= Records for the exercise =
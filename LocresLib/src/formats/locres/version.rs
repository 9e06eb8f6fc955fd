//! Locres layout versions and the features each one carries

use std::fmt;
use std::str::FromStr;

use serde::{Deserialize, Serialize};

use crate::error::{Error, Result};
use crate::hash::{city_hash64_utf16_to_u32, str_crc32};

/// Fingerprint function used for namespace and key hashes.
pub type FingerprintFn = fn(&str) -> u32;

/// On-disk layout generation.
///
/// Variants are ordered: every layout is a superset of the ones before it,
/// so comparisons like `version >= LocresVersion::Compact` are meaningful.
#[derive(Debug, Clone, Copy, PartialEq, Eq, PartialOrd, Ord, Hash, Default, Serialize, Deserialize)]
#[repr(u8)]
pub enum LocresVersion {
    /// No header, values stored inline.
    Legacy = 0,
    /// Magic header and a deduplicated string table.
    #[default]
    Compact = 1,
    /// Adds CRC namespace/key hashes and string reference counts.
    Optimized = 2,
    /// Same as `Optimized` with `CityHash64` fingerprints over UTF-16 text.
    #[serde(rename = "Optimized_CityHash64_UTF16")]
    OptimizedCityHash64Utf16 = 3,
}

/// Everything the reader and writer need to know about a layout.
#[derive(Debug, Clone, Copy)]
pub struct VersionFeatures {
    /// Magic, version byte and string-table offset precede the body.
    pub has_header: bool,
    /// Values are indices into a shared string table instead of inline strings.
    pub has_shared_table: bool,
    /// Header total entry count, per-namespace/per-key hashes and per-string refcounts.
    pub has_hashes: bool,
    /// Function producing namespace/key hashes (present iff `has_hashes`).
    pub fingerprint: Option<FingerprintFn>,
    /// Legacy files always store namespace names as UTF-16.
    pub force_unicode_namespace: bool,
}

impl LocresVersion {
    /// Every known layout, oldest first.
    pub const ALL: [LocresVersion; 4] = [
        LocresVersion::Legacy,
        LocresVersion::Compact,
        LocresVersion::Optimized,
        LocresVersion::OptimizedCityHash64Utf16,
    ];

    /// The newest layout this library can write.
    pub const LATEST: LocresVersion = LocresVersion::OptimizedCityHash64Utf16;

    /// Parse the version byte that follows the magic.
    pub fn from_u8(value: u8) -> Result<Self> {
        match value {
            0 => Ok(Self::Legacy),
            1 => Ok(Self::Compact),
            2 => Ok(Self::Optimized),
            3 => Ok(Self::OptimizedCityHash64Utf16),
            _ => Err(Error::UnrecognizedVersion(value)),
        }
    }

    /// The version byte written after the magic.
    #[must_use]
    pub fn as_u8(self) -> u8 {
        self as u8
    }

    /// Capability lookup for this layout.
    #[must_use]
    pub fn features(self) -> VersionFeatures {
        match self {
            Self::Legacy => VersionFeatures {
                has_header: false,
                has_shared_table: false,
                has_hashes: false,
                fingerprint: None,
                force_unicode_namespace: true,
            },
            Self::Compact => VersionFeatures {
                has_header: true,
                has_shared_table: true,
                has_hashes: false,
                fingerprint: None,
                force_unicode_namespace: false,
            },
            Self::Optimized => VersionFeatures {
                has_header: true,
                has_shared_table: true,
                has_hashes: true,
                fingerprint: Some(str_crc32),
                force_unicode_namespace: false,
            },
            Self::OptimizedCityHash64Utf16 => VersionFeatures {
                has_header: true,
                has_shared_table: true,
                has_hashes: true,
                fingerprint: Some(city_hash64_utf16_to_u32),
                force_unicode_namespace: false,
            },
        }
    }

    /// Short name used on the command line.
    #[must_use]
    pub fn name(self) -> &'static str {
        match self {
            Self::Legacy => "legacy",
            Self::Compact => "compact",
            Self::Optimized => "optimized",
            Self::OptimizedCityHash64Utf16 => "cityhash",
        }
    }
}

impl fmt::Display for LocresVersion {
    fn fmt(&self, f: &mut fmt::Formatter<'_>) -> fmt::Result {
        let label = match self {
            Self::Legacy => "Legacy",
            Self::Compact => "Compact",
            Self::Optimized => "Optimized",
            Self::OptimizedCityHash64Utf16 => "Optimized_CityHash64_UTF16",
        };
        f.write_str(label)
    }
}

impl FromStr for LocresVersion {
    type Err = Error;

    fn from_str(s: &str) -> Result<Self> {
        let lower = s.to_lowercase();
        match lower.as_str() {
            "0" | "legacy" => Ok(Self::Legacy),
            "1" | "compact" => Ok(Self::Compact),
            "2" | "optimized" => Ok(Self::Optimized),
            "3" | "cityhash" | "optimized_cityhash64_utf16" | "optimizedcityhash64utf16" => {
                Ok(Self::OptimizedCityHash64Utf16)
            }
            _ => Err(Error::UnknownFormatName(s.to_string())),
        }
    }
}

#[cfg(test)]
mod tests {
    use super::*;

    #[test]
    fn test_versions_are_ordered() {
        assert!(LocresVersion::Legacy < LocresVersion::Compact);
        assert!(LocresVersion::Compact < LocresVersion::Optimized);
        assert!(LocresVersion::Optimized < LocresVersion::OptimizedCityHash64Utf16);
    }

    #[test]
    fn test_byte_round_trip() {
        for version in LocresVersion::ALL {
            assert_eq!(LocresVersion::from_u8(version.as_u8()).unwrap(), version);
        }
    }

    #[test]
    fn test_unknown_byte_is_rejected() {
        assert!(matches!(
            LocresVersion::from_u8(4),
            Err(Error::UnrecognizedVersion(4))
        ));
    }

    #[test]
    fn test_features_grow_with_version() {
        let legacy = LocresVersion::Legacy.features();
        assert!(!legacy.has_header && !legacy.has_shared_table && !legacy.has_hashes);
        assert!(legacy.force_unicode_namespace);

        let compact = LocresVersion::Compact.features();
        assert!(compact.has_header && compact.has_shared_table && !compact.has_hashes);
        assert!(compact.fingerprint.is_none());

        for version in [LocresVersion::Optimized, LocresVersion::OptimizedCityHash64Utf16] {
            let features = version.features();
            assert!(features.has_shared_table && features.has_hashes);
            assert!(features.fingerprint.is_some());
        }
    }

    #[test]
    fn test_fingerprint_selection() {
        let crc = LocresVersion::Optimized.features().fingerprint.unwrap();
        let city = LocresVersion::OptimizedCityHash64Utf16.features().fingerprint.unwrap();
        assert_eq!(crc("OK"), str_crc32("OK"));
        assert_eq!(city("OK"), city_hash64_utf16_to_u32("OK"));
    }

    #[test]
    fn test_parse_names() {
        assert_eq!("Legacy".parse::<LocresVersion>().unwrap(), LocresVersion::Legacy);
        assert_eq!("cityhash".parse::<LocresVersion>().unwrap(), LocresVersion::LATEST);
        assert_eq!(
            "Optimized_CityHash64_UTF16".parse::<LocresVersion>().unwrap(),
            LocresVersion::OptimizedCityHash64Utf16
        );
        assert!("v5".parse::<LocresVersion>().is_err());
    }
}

= Task goal =
Beginning with the line containing "assert!(legacy.force_unicode_namespace);" and ending with the last line of the listing above, return every line exactly and nothing else.

= Reply to the exercise =
        assert!(legacy.force_unicode_namespace);

        let compact = LocresVersion::Compact.features();
        assert!(compact.has_header && compact.has_shared_table && !compact.has_hashes);
        assert!(compact.fingerprint.is_none());

        for version in [LocresVersion::Optimized, LocresVersion::OptimizedCityHash64Utf16] {
            let features = version.features();
            assert!(features.has_shared_table && features.has_hashes);
            assert!(features.fingerprint.is_some());
        }
    }

    #[test]
    fn test_fingerprint_selection() {
        let crc = LocresVersion::Optimized.features().fingerprint.unwrap();
        let city = LocresVersion::OptimizedCityHash64Utf16.features().fingerprint.unwrap();
        assert_eq!(crc("OK"), str_crc32("OK"));
        assert_eq!(city("OK"), city_hash64_utf16_to_u32("OK"));
    }

    #[test]
    fn test_parse_names() {
        assert_eq!("Legacy".parse::<LocresVersion>().unwrap(), LocresVersion::Legacy);
        assert_eq!("cityhash".parse::<LocresVersion>().unwrap(), LocresVersion::LATEST);
        assert_eq!(
            "Optimized_CityHash64_UTF16".parse::<LocresVersion>().unwrap(),
            LocresVersion::OptimizedCityHash64Utf16
        );
        assert!("v5".parse::<LocresVersion>().is_err());
    }
}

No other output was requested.